◆ Your instructions: Type out the listing again, exactly, with every line included.
=== Section Start ===
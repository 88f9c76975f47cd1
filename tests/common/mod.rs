// Copyright (c) Handball Connect Team
// SPDX-License-Identifier: Apache-2.0

use std::io::Cursor;
use std::sync::Arc;

use image::DynamicImage;
use uuid::Uuid;

use handball_connect::auth::TokenIssuer;
use handball_connect::config::AuthConfig;
use handball_connect::images::ImageStore;
use handball_connect::models::{Account, NewAccount};
use handball_connect::repo::memory::MemoryRepo;
use handball_connect::stores::Stores;

/// Store bundle over the in-memory adapter, with direct repository and
/// token access for test setup.
pub struct TestEnv {
    pub stores: Stores,
    pub repo: Arc<MemoryRepo>,
    pub tokens: Arc<TokenIssuer>,
}

pub fn env() -> TestEnv {
    let repo = Arc::new(MemoryRepo::new());
    let root = std::env::temp_dir().join(format!("hc-int-test-{}", Uuid::new_v4()));
    let images = Arc::new(ImageStore::new(root));
    let tokens = Arc::new(TokenIssuer::new(&AuthConfig {
        jwt_secret: "integration-test-secret".to_string(),
        session_ttl_hours: 1,
        reset_ttl_minutes: 5,
    }));
    TestEnv {
        stores: Stores::new(repo.clone(), images, tokens.clone()),
        repo,
        tokens,
    }
}

pub async fn register(env: &TestEnv, name: &str) -> Account {
    let (account, _token) = env
        .stores
        .directory
        .register(NewAccount {
            username: name.to_string(),
            email: format!("{name}@example.com"),
            password: "correct-horse".to_string(),
        })
        .await
        .expect("registration failed");
    account
}

/// Promote an account and return its refreshed record.
pub async fn promote_to_admin(env: &TestEnv, account: &Account) -> Account {
    use handball_connect::repo::DirectoryRepo;
    env.repo.set_admin(&account.id, true).await.unwrap();
    env.stores.directory.account(&account.id).await.unwrap()
}

/// A small valid PNG for upload paths.
pub fn png_bytes() -> Vec<u8> {
    let img = image::RgbImage::from_pixel(16, 16, image::Rgb([200, 30, 30]));
    let mut out = Cursor::new(Vec::new());
    DynamicImage::ImageRgb8(img)
        .write_to(&mut out, image::ImageFormat::Png)
        .unwrap();
    out.into_inner()
}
=== Section End ===
◆ Exercise solution:
repository 88f9c76975f47cd1
filename tests/common/mod.rs
// Copyright (c) Handball Connect Team
// SPDX-License-Identifier: Apache-2.0

use std::io::Cursor;
use std::sync::Arc;

use image::DynamicImage;
use uuid::Uuid;

use handball_connect::auth::TokenIssuer;
use handball_connect::config::AuthConfig;
use handball_connect::images::ImageStore;
use handball_connect::models::{Account, NewAccount};
use handball_connect::repo::memory::MemoryRepo;
use handball_connect::stores::Stores;

/// Store bundle over the in-memory adapter, with direct repository and
/// token access for test setup.
pub struct TestEnv {
    pub stores: Stores,
    pub repo: Arc<MemoryRepo>,
    pub tokens: Arc<TokenIssuer>,
}

pub fn env() -> TestEnv {
    let repo = Arc::new(MemoryRepo::new());
    let root = std::env::temp_dir().join(format!("hc-int-test-{}", Uuid::new_v4()));
    let images = Arc::new(ImageStore::new(root));
    let tokens = Arc::new(TokenIssuer::new(&AuthConfig {
        jwt_secret: "integration-test-secret".to_string(),
        session_ttl_hours: 1,
        reset_ttl_minutes: 5,
    }));
    TestEnv {
        stores: Stores::new(repo.clone(), images, tokens.clone()),
        repo,
        tokens,
    }
}

pub async fn register(env: &TestEnv, name: &str) -> Account {
    let (account, _token) = env
        .stores
        .directory
        .register(NewAccount {
            username: name.to_string(),
            email: format!("{name}@example.com"),
            password: "correct-horse".to_string(),
        })
        .await
        .expect("registration failed");
    account
}

/// Promote an account and return its refreshed record.
pub async fn promote_to_admin(env: &TestEnv, account: &Account) -> Account {
    use handball_connect::repo::DirectoryRepo;
    env.repo.set_admin(&account.id, true).await.unwrap();
    env.stores.directory.account(&account.id).await.unwrap()
}

/// A small valid PNG for upload paths.
pub fn png_bytes() -> Vec<u8> {
    let img = image::RgbImage::from_pixel(16, 16, image::Rgb([200, 30, 30]));
    let mut out = Cursor::new(Vec::new());
    DynamicImage::ImageRgb8(img)
        .write_to(&mut out, image::ImageFormat::Png)
        .unwrap();
    out.into_inner()
}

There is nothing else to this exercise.